# Are all instructor's techniques written in stone?



## Padawon (Jan 7, 2016)

Hi all im some what new to learning martial arts, and i havent got passed white belt in Tai Qon Do since when i was about 10 years old. (at the time i wasnt very interested) Now im 21 and im motivated and interested in learning something for self-defense. Any ways to the point my question is do all specifc martial arts instructors teach the same exact techniques (like are the techniques written in stone?) For example do all differnt Krav Maga instructors (even if some instructors teaching methods are better than others), do they still teach the same principles and skill sets? I want to learn either Krav Maga or Ninjutsu, but dont know if i get the "not the best of instructors", then will everything they teach be useless? Or can I still pick up useful concepts,moves and principals that would be the same across varying skilled instructors?


----------



## Touch Of Death (Jan 7, 2016)

Nothing is written in stone. I have always believed a low level student can teach a basic, but if they suck, it is your base.


----------



## Padawon (Jan 7, 2016)

Thank you for replying, but so are the techniques of Krav Maga the same or are there different styles it? And if there's not different Krav Maga styles do maybe some teachers have different sequence of moves (like order of attacks) that may or maybe not be better then other teachers sequences? If that makes sense I apologize if not.


----------



## pgsmith (Jan 7, 2016)

It is not the techniques or movements that you need to be examining, it is the instructor teaching them. Krav Maga is very effective, if you have a good instructor that can pass it along to you. It will be totally ineffective if you can't learn it well because you have a poor instructor.
  It behooves anyone that is considering beginning martial arts to do plenty of research into the instructors that are available to them, then go and visit all of the dojo that you've narrowed the list to. Asking for thoughts and opinions from the experienced martial artists here about individual dojo and instructors could probably benefit you.


----------



## Touch Of Death (Jan 7, 2016)

Padawon said:


> Thank you for replying, but so are the techniques of Krav Maga the same or are there different styles it? And if there's not different Krav Maga styles do maybe some teachers have different sequence of moves (like order of attacks) that may or maybe not be better then other teachers sequences? If that makes sense I apologize if not.

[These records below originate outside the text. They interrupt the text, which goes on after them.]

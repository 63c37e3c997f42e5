//! Seeding helpers for integration tests. Orders and payout destinations are created by other
//! subsystems in production, so tests inject them directly.

use plg_common::Tzs;

use crate::{
    db_types::{Order, PayoutDestination},
    sqlite::db::{orders, withdrawals},
    SqliteDatabase,
};

pub async fn seed_order(
    db: &SqliteDatabase,
    order_id: &str,
    shop_id: &str,
    buyer_id: &str,
    total_amount: Tzs,
    items: &[(&str, i64, Tzs)],
) -> Order {
    let mut conn = db.pool().acquire().await.expect("Error acquiring connection");
    let order =
        orders::insert_order(order_id, shop_id, buyer_id, total_amount, &mut conn).await.expect("Error inserting order");
    for (product_id, quantity, unit_price) in items {
        orders::insert_order_item(order_id, product_id, *quantity, *unit_price, &mut conn)
            .await
            .expect("Error inserting order item");
    }
    order
}

pub async fn seed_payout_destination(
    db: &SqliteDatabase,
    owner_id: &str,
    msisdn: &str,
    account_name: &str,
) -> PayoutDestination {
    let mut conn = db.pool().acquire().await.expect("Error acquiring connection");
    withdrawals::upsert_payout_destination(owner_id, msisdn, account_name, &mut conn)
        .await
        .expect("Error storing payout destination")
}

pub async fn units_sold(db: &SqliteDatabase, product_id: &str) -> i64 {
    let mut conn = db.pool().acquire().await.expect("Error acquiring connection");
    orders::units_sold(product_id, &mut conn).await.expect("Error fetching units sold")
}
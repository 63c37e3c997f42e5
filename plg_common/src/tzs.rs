use std::{
    fmt::Display,
    iter::Sum,
    ops::{Add, Mul, Neg, Sub, SubAssign},
    str::FromStr,
};

use serde::{Deserialize, Serialize};
use sqlx::Type;
use thiserror::Error;

use crate::op;

pub const TZS_CURRENCY_CODE: &str = "TZS";
pub const TZS_CURRENCY_CODE_LOWER: &str = "tzs";

//--------------------------------------        Tzs        -----------------------------------------------------------
/// An amount of Tanzanian shillings. Whole shillings only; the gateway does not deal in cents.
#[derive(Debug, Clone, Copy, Default, Type, Ord, PartialOrd, Serialize, Deserialize)]
#[sqlx(transparent)]
pub struct Tzs(i64);

op!(binary Tzs, Add, add);
op!(binary Tzs, Sub, sub);
op!(inplace Tzs, SubAssign, sub_assign);
op!(unary Tzs, Neg, neg);

impl Mul<i64> for Tzs {
    type Output = Self;

    fn mul(self, rhs: i64) -> Self::Output {
        Self::from(self.value() * rhs)
    }
}

impl Sum for Tzs {
    fn sum<I: Iterator<Item = Self>>(iter: I) -> Self {
        iter.fold(Self::default(), Add::add)
    }
}

#[derive(Debug, Clone, Error)]
#[error("Value cannot be represented in shillings: {0}")]
pub struct TzsConversionError(String);

impl From<i64> for Tzs {
    fn from(value: i64) -> Self {
        Self(value)
    }
}

impl PartialEq for Tzs {
    fn eq(&self, other: &Self) -> bool {
        self.0 == other.0
    }
}

impl Eq for Tzs {}

impl TryFrom<u64> for Tzs {
    type Error = TzsConversionError;

    fn try_from(value: u64) -> Result<Self, Self::Error> {
        if value > i64::MAX as u64 {
            Err(TzsConversionError(format!("Value {} is too large to convert to Tzs", value)))
        } else {
            #[allow(clippy::cast_possible_wrap)]
            Ok(Self(value as i64))
        }
    }
}

impl FromStr for Tzs {
    type Err = TzsConversionError;

    fn from_str(s: &str) -> Result<Self, Self::Err> {
        s.trim().parse::<i64>().map(Self).map_err(|e| TzsConversionError(format!("{s} is not a valid amount: {e}")))
    }
}

impl Display for Tzs {
    fn fmt(&self, f: &mut std::fmt::Formatter<'_>) -> std::fmt::Result {
        write!(f, "TZS {}", self.0)
    }
}

impl Tzs {
    pub fn value(&self) -> i64 {
        self.0
    }

    pub fn is_positive(&self) -> bool {
        self.0 > 0
    }
}

#[cfg(test)]
mod test {
    use super::*;

    #[test]
    fn arithmetic() {
        let a = Tzs::from(10_000);
        let b = Tzs::from(2_500);
        assert_eq!(a + b, Tzs::from(12_500));
        assert_eq!(a - b, Tzs::from(7_500));
        assert_eq!(-b, Tzs::from(-2_500));
        assert_eq!(b * 4, Tzs::from(10_000));
        let total: Tzs = [a, b, b].into_iter().sum();
        assert_eq!(total, Tzs::from(15_000));
    }

    #[test]
    fn parsing() {
        assert_eq!("5000".parse::<Tzs>().unwrap(), Tzs::from(5_000));
        assert!(" 12000 ".parse::<Tzs>().is_ok());
        assert!("12.5".parse::<Tzs>().is_err());
    }
}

A very large percentage of Krav guys came from different styles. If you learn Krav from us, you will get a Kenpo feel, and so on...


----------



## Padawon (Jan 7, 2016)

Cool ok thanks I understand what you're saying about ineffective instructors, but I think maybe it can still be effective, (atleast I hope) if I understand what their trying to teach and apply it smartly, kinda like self-teaching I guess.. I'll keep in mind instructors background styles then and Kenpo sounds awesome too so I'll look into it. Now I know where to start I think thanks again your insight helped alot!!


----------



## jezr74 (Jan 7, 2016)

I'd encourage you to spend the time and train at the places your interested in for a few weeks each, you will then get a feel for the martial art, the club culture and the instruction.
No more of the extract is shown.